José Antonio Álvarez Gundín
Pujol sólo es el primero
De Montoro resulta admirable el gozo que transmite cuando habla de impuestos y despliega ante el auditorio sus comandos tributarios en orden de combate. Como Eliot Ness, que elevó el fraude fiscal a categoría de delito de sangre para despachar a Al Capone, parece disfrutar sembrando el pánico entre los sospechosos habituales con sutiles amenazas: una granada de fragmentación no causaría tantos estragos entre los contribuyentes. Le entusiasma saber que sus intervenciones provocan ataques de ansiedad, como la del martes en el Congreso sobre Jordi Pujol. Que le haya llovido toda clase de críticas demuestra que dio en el clavo. Le faltó, sin embargo, una pizca de provocación para rematar con la frase que no se atrevió a pronunciar: ¿por qué los nacionalistas la llaman independencia cuando quieren decir impunidad?

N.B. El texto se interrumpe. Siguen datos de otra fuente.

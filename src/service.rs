//! # RAG service
//!
//! Orchestration of the two request flows over the per-user stores.
//!
//! **Add:** load the user's record (absent is an empty base), merge the new
//! documents after the existing ones, embed, rebuild the index, persist, then
//! mirror to the remote store if one is configured. Everything before the
//! save works on an in-memory copy, so a failed embed never touches the
//! durable record. Adds for the same user are serialised by a per-user lock.
//!
//! **Query:** resolve the model, load the user's record (absent is
//! [`RagError::NotFound`]), embed the query, search, compose the prompt, and
//! ask the resolved generation backend.
//!
//! The `*_reply` style entry points ([`RagService::add`], [`RagService::query`],
//! [`RagService::summarise_reply`]) never fail: every error becomes an
//! `{"error": ...}` payload carrying the HTTP status it maps to.

use std::sync::Arc;

use dashmap::DashMap;
use serde::{Deserialize, Serialize};
use tokio::sync::{Mutex, OwnedMutexGuard};
use tracing::{error, info, warn};

use crate::backend::Backends;
use crate::config::RagConfig;
use crate::embedding::{Embedder, load_embedder};
use crate::error::{RagError, Result};
use crate::index_store::IndexStore;
use crate::prompt::Prompt;
use crate::remote::{PineconeStore, RemoteVectorStore};
use crate::retriever::{RetrievalBackend, RetrievalResult, Retriever};

/// Keyed async mutexes, one per user id.
///
/// An entry lives only while some caller holds or waits on it, so the map
/// stays bounded by the number of users with requests in flight.
#[derive(Debug, Default)]
struct UserLocks {
    locks: DashMap<String, Arc<Mutex<()>>>,
}

/// Held lock for one user; evicts the map entry on drop when no one else wants it.
struct UserGuard<'a> {
    locks: &'a UserLocks,
    user_id: String,
    guard: Option<OwnedMutexGuard<()>>,
}

impl UserLocks {
    async fn acquire(&self, user_id: &str) -> UserGuard<'_> {
        let lock = self.locks.entry(user_id.to_string()).or_default().clone();
        let guard = lock.lock_owned().await;
        UserGuard {
            locks: self,
            user_id: user_id.to_string(),
            guard: Some(guard),
        }
    }

    #[cfg(test)]
    fn len(&self) -> usize {
        self.locks.len()
    }
}

impl Drop for UserGuard<'_> {
    fn drop(&mut self) {
        // release first so only the map's own Arc can remain
        drop(self.guard.take());
        self.locks
            .locks
            .remove_if(&self.user_id, |_, lock| Arc::strong_count(lock) == 1);
    }
}

/// What an add did.
#[derive(Debug, Clone, PartialEq)]
pub struct AddOutcome {
    pub added: usize,
    pub total: usize,
    /// Set when the local save succeeded but the remote mirror did not.
    pub warning: Option<String>,
}

/// Error payload returned by every entry point instead of failing.
#[derive(Serialize, Debug, Clone, PartialEq)]
pub struct ErrorReply {
    pub error: String,
    /// Stable tag from [`RagError::kind`].
    pub kind: &'static str,
    /// Documents retrieved before generation failed.
    #[serde(skip_serializing_if = "Option::is_none")]
    pub retrieved_docs: Option<Vec<String>>,
    #[serde(skip)]
    pub status: u16,
}

impl ErrorReply {
    pub fn from_error(err: &RagError) -> Self {
        Self {
            error: err.to_string(),
            kind: err.kind(),
            retrieved_docs: None,
            status: err.status_code(),
        }
    }
}

#[derive(Serialize, Debug, Clone, PartialEq)]
#[serde(untagged)]
pub enum AddReply {
    Added {
        status: String,
        message: String,
        #[serde(skip_serializing_if = "Option::is_none")]
        warning: Option<String>,
    },
    Failed(ErrorReply),
}

/// A query as received from the CLI or the HTTP API.
#[derive(Deserialize, Debug, Clone, PartialEq)]
pub struct QueryRequest {
    #[serde(alias = "userId")]
    pub user_id: String,
    pub query: String,
    #[serde(default)]
    pub model_name: Option<String>,
    #[serde(default)]
    pub backend: Option<RetrievalBackend>,
    #[serde(default)]
    pub top_k: Option<usize>,
}

impl QueryRequest {
    pub fn new(user_id: &str, query: &str) -> Self {
        Self {
            user_id: user_id.to_string(),
            query: query.to_string(),
            model_name: None,
            backend: None,
            top_k: None,
        }
    }

    pub fn model(mut self, model_name: &str) -> Self {
        self.model_name = Some(model_name.to_string());
        self
    }
}

#[derive(Serialize, Debug, Clone, PartialEq)]
pub struct QueryAnswer {
    pub query: String,
    pub answer: String,
    pub retrieved_docs: Vec<String>,
    pub model_name: String,
}

#[derive(Serialize, Debug, Clone, PartialEq)]
#[serde(untagged)]
pub enum QueryReply {
    Answer(QueryAnswer),
    Failed(ErrorReply),
}

#[derive(Serialize, Debug, Clone, PartialEq)]
#[serde(untagged)]
pub enum SummaryReply {
    Summary { summary: String },
    Failed(ErrorReply),
}

macro_rules! impl_status {
    ($($reply:ident),*) => {$(
        impl $reply {
            /// HTTP status for this payload.
            pub fn status(&self) -> u16 {
                match self {
                    $reply::Failed(e) => e.status,
                    _ => 200,
                }
            }
        }
    )*};
}

impl_status!(AddReply, QueryReply, SummaryReply);

pub struct RagService {
    config: RagConfig,
    store: IndexStore,
    embedder: Arc<dyn Embedder>,
    backends: Backends,
    remote: Option<Arc<dyn RemoteVectorStore>>,
    locks: UserLocks,
}

impl RagService {
    /// Build every component named by `config`: store, embedder, backends and
    /// the optional remote mirror.
    pub fn from_config(config: RagConfig) -> Result<Self> {
        let embedder = load_embedder(&config.embedding)?;
        let mut service = Self::new(config, embedder)?;
        if let Some(remote) = &service.config.remote {
            let store = PineconeStore::new(remote, service.config.generation_timeout())?;
            service.remote = Some(Arc::new(store));
        }
        Ok(service)
    }

    /// Like [`from_config`](Self::from_config) with a caller-supplied embedder
    /// and no remote mirror.
    pub fn new(config: RagConfig, embedder: Arc<dyn Embedder>) -> Result<Self> {
        let store = IndexStore::new(config.index_dir()?)?;
        let backends = Backends::from_config(&config)?;
        Ok(Self {
            config,
            store,
            embedder,
            backends,
            remote: None,
            locks: UserLocks::default(),
        })
    }

    pub fn with_remote(mut self, remote: Arc<dyn RemoteVectorStore>) -> Self {
        self.remote = Some(remote);
        self
    }

    pub fn config(&self) -> &RagConfig {
        &self.config
    }

    pub fn store(&self) -> &IndexStore {
        &self.store
    }

    fn retriever(&self, user_id: &str) -> Retriever {
        let retriever = Retriever::new(
            user_id,
            self.embedder.clone(),
            self.config.embedding_timeout(),
        );
        match &self.remote {
            Some(remote) => retriever.with_remote(remote.clone()),
            None => retriever,
        }
    }

    /// Append `documents` to `user_id`'s corpus.
    ///
    /// # Errors
    /// [`RagError::InvalidInput`] for a blank user id, [`RagError::EmptyInput`]
    /// for an empty list, then any load, embed or save error. Remote mirror
    /// failures are reported in [`AddOutcome::warning`] instead.
    pub async fn add_documents(&self, user_id: &str, documents: Vec<String>) -> Result<AddOutcome> {
        if user_id.trim().is_empty() {
            return Err(RagError::InvalidInput("user_id must not be empty".into()));
        }
        if documents.is_empty() {
            return Err(RagError::EmptyInput("no documents given".into()));
        }
        let added = documents.len();

        let _guard = self.locks.acquire(user_id).await;
        let mut retriever = self.retriever(user_id);
        let existed = retriever.load(&self.store)?;

        if self.config.embedding.incremental && existed {
            retriever.append_documents(documents).await?;
        } else {
            let mut merged = retriever.documents().to_vec();
            merged.extend(documents);
            retriever.embed_documents(merged).await?;
        }
        retriever.save(&self.store)?;
        info!("Added {} documents for {} ({} total)", added, user_id, retriever.len());

        let mut warning = None;
        if let Some(remote) = &self.remote {
            if let Err(e) = remote.upsert(user_id, retriever.remote_records()).await {
                warn!("Remote mirror for {} not updated: {}", user_id, e);
                warning = Some(format!("saved locally, but the remote mirror was not updated: {e}"));
            }
        }

        Ok(AddOutcome {
            added,
            total: retriever.len(),
            warning,
        })
    }

    /// [`add_documents`](Self::add_documents) as a reply payload.
    pub async fn add(&self, user_id: &str, documents: Vec<String>) -> AddReply {
        match self.add_documents(user_id, documents).await {
            Ok(outcome) => AddReply::Added {
                status: "success".to_string(),
                message: format!("{} documents added for {}", outcome.added, user_id),
                warning: outcome.warning,
            },
            Err(e) => {
                error!("Add for {} failed: {}", user_id, e);
                AddReply::Failed(ErrorReply::from_error(&e))
            }
        }
    }

    /// Load `user_id`'s corpus and rank it against `query`.
    ///
    /// # Errors
    /// [`RagError::NotFound`] when the user has no record; retrieval errors otherwise.
    pub async fn retrieve(
        &self,
        user_id: &str,
        query: &str,
        top_k: usize,
        backend: RetrievalBackend,
    ) -> Result<RetrievalResult> {
        if !self.store.exists(user_id) {
            return Err(RagError::NotFound(user_id.to_string()));
        }
        let mut retriever = self.retriever(user_id);
        let found = {
            let _guard = self.locks.acquire(user_id).await;
            retriever.load(&self.store)?
        };
        if !found {
            return Err(RagError::NotFound(user_id.to_string()));
        }
        retriever.retrieve(query, top_k, backend).await
    }

    /// Answer `request` from the user's documents.
    ///
    /// Failures after a successful retrieval keep the retrieved documents in
    /// the error payload.
    pub async fn answer(&self, request: &QueryRequest) -> std::result::Result<QueryAnswer, ErrorReply> {
        let model_name = request
            .model_name
            .clone()
            .filter(|m| !m.trim().is_empty())
            .unwrap_or_else(|| self.config.generation.default_model.clone());
        let top_k = request.top_k.unwrap_or(self.config.retrieval.top_k);
        let backend = request.backend.unwrap_or(self.config.retrieval.default_backend);

        let fail = |e: RagError| {
            error!("Query for {} failed: {}", request.user_id, e);
            ErrorReply::from_error(&e)
        };

        if top_k == 0 {
            return Err(fail(RagError::InvalidInput("top_k must be at least 1".into())));
        }
        let (generator, model) = self.backends.resolve(&model_name).map_err(fail)?;
        let retrieval = self
            .retrieve(&request.user_id, &request.query, top_k, backend)
            .await
            .map_err(fail)?;

        let prompt = Prompt::rag(&retrieval.system_prompt, &retrieval.context, &retrieval.query);
        match generator
            .generate(&model, &prompt, self.config.generation.max_tokens)
            .await
        {
            Ok(answer) => Ok(QueryAnswer {
                query: retrieval.query,
                answer,
                retrieved_docs: retrieval.retrieved_docs,
                model_name,
            }),
            Err(e) => {
                let mut reply = fail(e);
                reply.retrieved_docs = Some(retrieval.retrieved_docs);
                Err(reply)
            }
        }
    }

    /// [`answer`](Self::answer) as a reply payload.
    pub async fn query(&self, request: &QueryRequest) -> QueryReply {
        match self.answer(request).await {
            Ok(answer) => QueryReply::Answer(answer),
            Err(reply) => QueryReply::Failed(reply),
        }
    }

    /// Summarise `text` with `model`, or the configured summary model.
    pub async fn summarise(&self, text: &str, model: Option<&str>) -> Result<String> {
        if text.trim().is_empty() {
            return Err(RagError::EmptyInput("no text to summarise".into()));
        }
        let model_name = model
            .filter(|m| !m.trim().is_empty())
            .unwrap_or(self.config.generation.summary_model.as_str());
        let (generator, model) = self.backends.resolve(model_name)?;
        generator
            .generate(
                &model,
                &Prompt::summary(text),
                self.config.generation.summary_max_tokens,
            )
            .await
    }

    /// [`summarise`](Self::summarise) as a reply payload.
    pub async fn summarise_reply(&self, text: &str, model: Option<&str>) -> SummaryReply {
        match self.summarise(text, model).await {
            Ok(summary) => SummaryReply::Summary { summary },
            Err(e) => {
                error!("Summary failed: {}", e);
                SummaryReply::Failed(ErrorReply::from_error(&e))
            }
        }
    }
}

Quienes pretenden reducir el escándalo a una cuestión personal trabajan en vano. El juicio a Pujol transciende el fraude fiscal para convertirse en un juicio moral al moderno nacionalismo catalán, del que fue padre fundador, gestor y máxima autoridad ideológica. En su jefatura han confluido los clanes nacionalistas que han dirigido Cataluña desde hace 30 años: el clan familiar que ha parasitado con mucho provecho el aparato autonómico; la secta de Convergencia, cuyos dirigentes se han repartido carteras, presupuestos y prebendas; las élites empresariales, sindicales y culturales que, a cambio del favor público, han cedido a la «mordida», la comisión ilegal y el vasallaje. Y, sobre todo, es el padre putativo de Artur Mas, al que designó como heredero después de haber probado su complicidad como conseller de Economía, Obras Públicas y Hacienda. Con un currículum así, Más está condenado a suceder también a Pujol en el banquillo judicial. Es inverosímil que no estuviera al corriente de las tropelías y pelotazos de la tribu, muchos de cuyos miembros ya han sido imputados. Que Mas se haya mantenido puro y virginal en medio de tanta podredumbre resulta tan increíble que, de confirmarse su inocencia, el obispo de Solsona debería promover su beatificación. Quienes se han escandalizado por la demoledora intervención de Montoro es porque se niegan a admitir que el caso Pujol es la estación término de un tren nacionalista que, tras perder el blindaje de la impunidad, se ha lanzado al choque suicida contra el Estado. El viejo patriarca no es el único que ha de sentarse ante el juez: también han de hacerlo los dirigentes del vasto entramado nacionalista que han utilizado a Cataluña para llenar sus bolsas y a los catalanes como braceros. Pujol es el gran símbolo, pero su juicio sólo es el principio de la gran catarsis moral que necesita Cataluña.